Favorable age demography stands as big if subtle factor in favor of Colorado’s boom. The state has an unusually large working age population vis-a-vis the elderly and youth populations. Demographers quantify this through age dependency ratios- take the number of working age people (18-64) and dividing that by the combined number of 17 and younger and 65 and older. The basic idea is that at any given time working age people are pushing society’s cart, while young people are drawing upon public services such as education (for the young) and healthcare (for the elderly) at high rates.
In 2010 Colorado had an age dependency ratio similar to that of the United States as a whole in the 1980s and 1990s. Lots of working age people with relatively few elderly and young people worked wonders for the United States back then as the Baby Boomers entered their prime working, earning and taxpaying years. We even had these quaint things called “budget surpluses” at the federal level in the 1990s while the Republicans and Democrats locked each other up and the tax revenue continued to pour in.
Ooops almost got drawn down the 1990s nostalgia event horizon. In any case with one of the nation’s lowest age dependency ratios, le bon temps continuer à rouler dans le Colorado! Perhaps Colorado will make better use of the current boom than the country made of the 1990s in education, as you see from the figure above that the Census Bureau does not project favorable age demography to last.
Colorado is currently advantaged by a large middle-aged population, but middle-aged people have a funny way of becoming old. Elderly people typically move out of their prime earning years, thus paying fewer taxes, and represent some of the most expensive patients in our health care system, some of which state taxpayers foot the bill.
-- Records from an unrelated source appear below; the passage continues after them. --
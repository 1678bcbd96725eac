//! One-shot pipeline: split a graph-text file and encode every partition.
//!
//! Mirrors the manual workflow of running `split`, then `encode` per
//! partition, then optionally the external compressed-graph encoder on each
//! CSR file. The external encoder is an opaque collaborator invoked as
//! `encoder --input_path <csr> --output_path <out>`; it is never
//! reimplemented here.

use std::path::{Path, PathBuf};
use std::process::Command;
use std::time::Instant;

use serde::Serialize;
use tracing::{debug, info};

use crate::csr;
use crate::error::{HopperError, Result};
use crate::partition::{self, partition_path, GRAPH_TEXT_EXT};

/// Options for the prepare pipeline.
#[derive(Clone, Debug, Default)]
pub struct PrepareOptions {
    /// External encoder binary to run on each partition's CSR file. When
    /// absent the pipeline stops after CSR conversion.
    pub encoder: Option<PathBuf>,
}

/// Report generated after a prepare run completes.
#[derive(Debug, Clone, Serialize)]
pub struct PrepareReport {
    /// Row count of the input graph.
    pub rows: u32,
    /// Partitions produced and encoded.
    pub blocks: u32,
    /// Wall-clock duration of the whole pipeline in milliseconds.
    pub duration_ms: f64,
    /// Per-partition artifacts, indexed by tid.
    pub partitions: Vec<PartitionArtifacts>,
}

/// Paths produced for one partition.
#[derive(Debug, Clone, Serialize)]
pub struct PartitionArtifacts {
    /// Partition id.
    pub tid: u32,
    /// Row-aligned graph-text shard.
    pub graph_text: String,
    /// CSR binary encoding of the shard.
    pub csr: String,
    /// External encoder output, when an encoder was configured.
    pub encoded: Option<String>,
}

/// Runs split, per-partition CSR conversion, and the optional external
/// encoder over `input`.
pub fn run(input: impl AsRef<Path>, blocks: u32, opts: &PrepareOptions) -> Result<PrepareReport> {
    let input = input.as_ref();
    let start = Instant::now();
    let split_report = partition::split(input, blocks)?;

    let mut partitions = Vec::with_capacity(blocks as usize);
    for tid in 0..blocks {
        let graph_text = partition_path(input, blocks, tid)?;
        let csr_path = with_suffix(&graph_text, ".csr")?;
        csr::encode_file(&graph_text, &csr_path)?;

        let encoded = match &opts.encoder {
            Some(encoder) => {
                let out = with_suffix(&graph_text, ".csrz")?;
                run_encoder(encoder, &csr_path, &out)?;
                Some(out.display().to_string())
            }
            None => None,
        };
        partitions.push(PartitionArtifacts {
            tid,
            graph_text: graph_text.display().to_string(),
            csr: csr_path.display().to_string(),
            encoded,
        });
    }

    let report = PrepareReport {
        rows: split_report.rows,
        blocks,
        duration_ms: start.elapsed().as_secs_f64() * 1_000.0,
        partitions,
    };
    info!(
        input = %input.display(),
        rows = report.rows,
        blocks = report.blocks,
        encoder = opts.encoder.is_some(),
        duration_ms = report.duration_ms,
        "prepare.completed"
    );
    Ok(report)
}

/// Swaps a partition file's `.graph-text` extension for `suffix`.
fn with_suffix(path: &Path, suffix: &str) -> Result<PathBuf> {
    let name = path.to_str().ok_or_else(|| {
        HopperError::InvalidArgument(format!("path is not valid UTF-8: {}", path.display()))
    })?;
    match name.strip_suffix(GRAPH_TEXT_EXT) {
        Some(base) => Ok(PathBuf::from(format!("{base}{suffix}"))),
        None => Err(HopperError::InvalidArgument(format!(
            "expected a {GRAPH_TEXT_EXT} path: {name}"
        ))),
    }
}

fn run_encoder(encoder: &Path, input: &Path, output: &Path) -> Result<()> {
    debug!(
        encoder = %encoder.display(),
        input = %input.display(),
        output = %output.display(),
        "running external encoder"
    );
    let status = Command::new(encoder)
        .arg("--input_path")
        .arg(input)
        .arg("--output_path")
        .arg(output)
        .status()
        .map_err(|err| {
            HopperError::Encoder(format!("failed to run {}: {err}", encoder.display()))
        })?;
    if !status.success() {
        return Err(HopperError::Encoder(format!(
            "{} failed ({status}) for {}",
            encoder.display(),
            input.display()
        )));
    }
    Ok(())
}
A growing elderly population creates strains on all other state spending priorities.
Over the next 15 years, through a combination of an expanding youth population and (mostly) through population aging, the Census Bureau projects Colorado’s total age dependency ratio to move from one of the lowest in the nation in 2010 (55) to a number that is far higher than any state in 2010 (72). The Colorado of 2030 will have greater age demographic challenges than the Arizona or Florida of today.
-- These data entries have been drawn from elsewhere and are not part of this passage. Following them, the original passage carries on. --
use std::io;
use thiserror::Error;

/// Crate-wide result alias.
pub type Result<T> = std::result::Result<T, HopperError>;

/// Errors surfaced by the conversion tools.
#[derive(Debug, Error)]
pub enum HopperError {
    #[error("I/O error: {0}")]
    Io(#[from] io::Error),
    #[error("format error: {0}")]
    Format(String),
    #[error("corruption detected: {0}")]
    Corruption(String),
    #[error("invalid argument: {0}")]
    InvalidArgument(String),
    #[error("encoder failed: {0}")]
    Encoder(String),
}
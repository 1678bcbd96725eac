use crate::error::{HopperError, Result};
use tracing_subscriber::{fmt, EnvFilter};

/// Installs the global tracing subscriber with the given filter directive.
pub fn init_logging(level: &str) -> Result<()> {
    fmt()
        .with_env_filter(
            EnvFilter::try_new(level)
                .map_err(|e| HopperError::InvalidArgument(format!("Invalid log level: {e}")))?,
        )
        .with_target(true)
        .with_writer(std::io::stderr)
        .try_init()
        .map_err(|_| HopperError::InvalidArgument("Logging already initialized".into()))
}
One of the few things you can do about this now- world class education results. The United States largely squandered this opportunity in the 1990s, and the consequences seem ever more obvious and ominous. The American economy may or may not be “rigged” but it seems terribly likely to seem that way to those who did not acquire the knowledge and skills to succeed in life in school. Is there any aspect of American life more rigged than K-12 education?
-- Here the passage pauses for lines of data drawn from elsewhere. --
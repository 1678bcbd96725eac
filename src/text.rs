//! Line model for the graph-text format.
//!
//! A graph-text file declares its total row count on line 1 and then carries
//! one line per node: the whitespace-separated destination ids of that node's
//! outgoing edges, or an empty line for a node with none. Every line must be
//! newline-terminated, including the last.

use std::fs::{self, File};
use std::io::{BufRead, BufReader, BufWriter, Write};
use std::path::{Path, PathBuf};

use tracing::debug;

use crate::error::{HopperError, Result};

/// Raw line access to a graph-text file.
///
/// Yields each line with its trailing newline stripped and fails with a
/// format error on a line that is not newline-terminated. Single pass,
/// forward only; reopen the file to iterate again.
#[derive(Debug)]
pub struct LineReader {
    reader: BufReader<File>,
    path: PathBuf,
    line_no: u64,
}

impl LineReader {
    /// Opens the file without consuming any of it.
    pub fn open(path: impl AsRef<Path>) -> Result<Self> {
        let path = path.as_ref().to_path_buf();
        let file = File::open(&path)?;
        Ok(Self {
            reader: BufReader::new(file),
            path,
            line_no: 0,
        })
    }
}

impl Iterator for LineReader {
    type Item = Result<String>;

    fn next(&mut self) -> Option<Self::Item> {
        let mut line = String::new();
        match self.reader.read_line(&mut line) {
            Ok(0) => None,
            Ok(_) => {
                self.line_no += 1;
                if line.ends_with('\n') {
                    line.pop();
                    Some(Ok(line))
                } else {
                    Some(Err(HopperError::Format(format!(
                        "missing trailing newline at {}:{}",
                        self.path.display(),
                        self.line_no
                    ))))
                }
            }
            Err(err) => Some(Err(err.into())),
        }
    }
}

/// Parsed row access: the declared row count up front, then one integer row
/// per subsequent line.
#[derive(Debug)]
pub struct RowReader {
    lines: LineReader,
    rows: u32,
}

impl RowReader {
    /// Opens the file and consumes the header line eagerly.
    pub fn open(path: impl AsRef<Path>) -> Result<Self> {
        let mut lines = LineReader::open(path)?;
        let header = match lines.next() {
            Some(line) => line?,
            None => {
                return Err(HopperError::Format(format!(
                    "{}: empty file, expected a row count header",
                    lines.path.display()
                )))
            }
        };
        let rows = header.trim().parse::<u32>().map_err(|_| {
            HopperError::Format(format!(
                "invalid row count {:?} at {}:1",
                header,
                lines.path.display()
            ))
        })?;
        Ok(Self { lines, rows })
    }

    /// Declared total row count from the header line.
    pub fn rows(&self) -> u32 {
        self.rows
    }
}

impl Iterator for RowReader {
    type Item = Result<Vec<u32>>;

    fn next(&mut self) -> Option<Self::Item> {
        let line = match self.lines.next()? {
            Ok(line) => line,
            Err(err) => return Some(Err(err)),
        };
        let mut row = Vec::new();
        for token in line.split_whitespace() {
            match token.parse::<u32>() {
                Ok(id) => row.push(id),
                Err(_) => {
                    return Some(Err(HopperError::Format(format!(
                        "invalid node id {:?} at {}:{}",
                        token,
                        self.lines.path.display(),
                        self.lines.line_no
                    ))))
                }
            }
        }
        Some(Ok(row))
    }
}

/// Counts physical lines without parsing tokens.
///
/// The trailing-newline rule still applies to every line, so a file whose
/// last line is unterminated fails rather than being undercounted.
pub fn num_lines(path: impl AsRef<Path>) -> Result<u64> {
    let reader = LineReader::open(path)?;
    let mut count = 0u64;
    for line in reader {
        line?;
        count += 1;
    }
    Ok(count)
}

/// Fully buffered graph: node count plus one ordered adjacency list per node.
///
/// Edge targets are passed through verbatim; nothing checks them against
/// `nnodes`, that is the downstream consumer's concern.
#[derive(Debug, Clone, PartialEq, Eq)]
pub struct Graph {
    /// Declared node count, equal to `adjacency.len()`.
    pub nnodes: u32,
    /// `adjacency[i]` holds node `i`'s outgoing destination ids in order.
    pub adjacency: Vec<Vec<u32>>,
}

impl Graph {
    /// Reads and buffers a whole graph-text file.
    ///
    /// Fails when the declared row count disagrees with the number of data
    /// lines actually present.
    pub fn read(path: impl AsRef<Path>) -> Result<Self> {
        let path = path.as_ref();
        let reader = RowReader::open(path)?;
        let nnodes = reader.rows();
        // Every data line is at least one byte, so the file length caps the
        // row count no matter what the header claims.
        let cap = u64::from(nnodes).min(fs::metadata(path)?.len()) as usize;
        let mut adjacency = Vec::with_capacity(cap);
        for row in reader {
            adjacency.push(row?);
        }
        if adjacency.len() != nnodes as usize {
            return Err(HopperError::Format(format!(
                "{} declares {} rows but contains {}",
                path.display(),
                nnodes,
                adjacency.len()
            )));
        }
        debug!(path = %path.display(), nnodes, "graph-text loaded");
        Ok(Self { nnodes, adjacency })
    }

    /// Writes the graph back out as a well-formed graph-text file.
    pub fn write(&self, path: impl AsRef<Path>) -> Result<()> {
        let path = path.as_ref();
        let mut writer = BufWriter::new(File::create(path)?);
        writeln!(writer, "{}", self.nnodes)?;
        for adj in &self.adjacency {
            let line = adj
                .iter()
                .map(|id| id.to_string())
                .collect::<Vec<_>>()
                .join(" ");
            writeln!(writer, "{line}")?;
        }
        writer.flush()?;
        Ok(())
    }

    /// Total number of edges across all adjacency lists.
    pub fn edge_count(&self) -> u64 {
        self.adjacency.iter().map(|adj| adj.len() as u64).sum()
    }
}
Colorado’s embrace of charter schools has rewarded the state with a highly effective system of schools producing globally competitive results. A survey found that 66% of Colorado charter schools had wait lists, and they average size of the wait lists was larger than the average student enrollment of a charter school. Wonderful though it is, one can infer from this that the charter sector alone cannot satisfy parental demand for options. Colorado needs as much improvement as it can get from any and all available sources. More effective and more cost effective education is precisely what Colorado needs and what charter schools have delivered, but the pace needs to quicken.
Much of the Colorado working age population of 2030 will be going back to school in a few weeks. A slowly growing but still minority of these students show globally competitive academic achievement. The clock is ticking- Colorado has the opportunity not to repeat America’s mistakes from the 1990s, but it is far from a given. Unless you succeed, you’ll live to regret it. Colorado has however a record of success to build upon- fire up the Big Birds!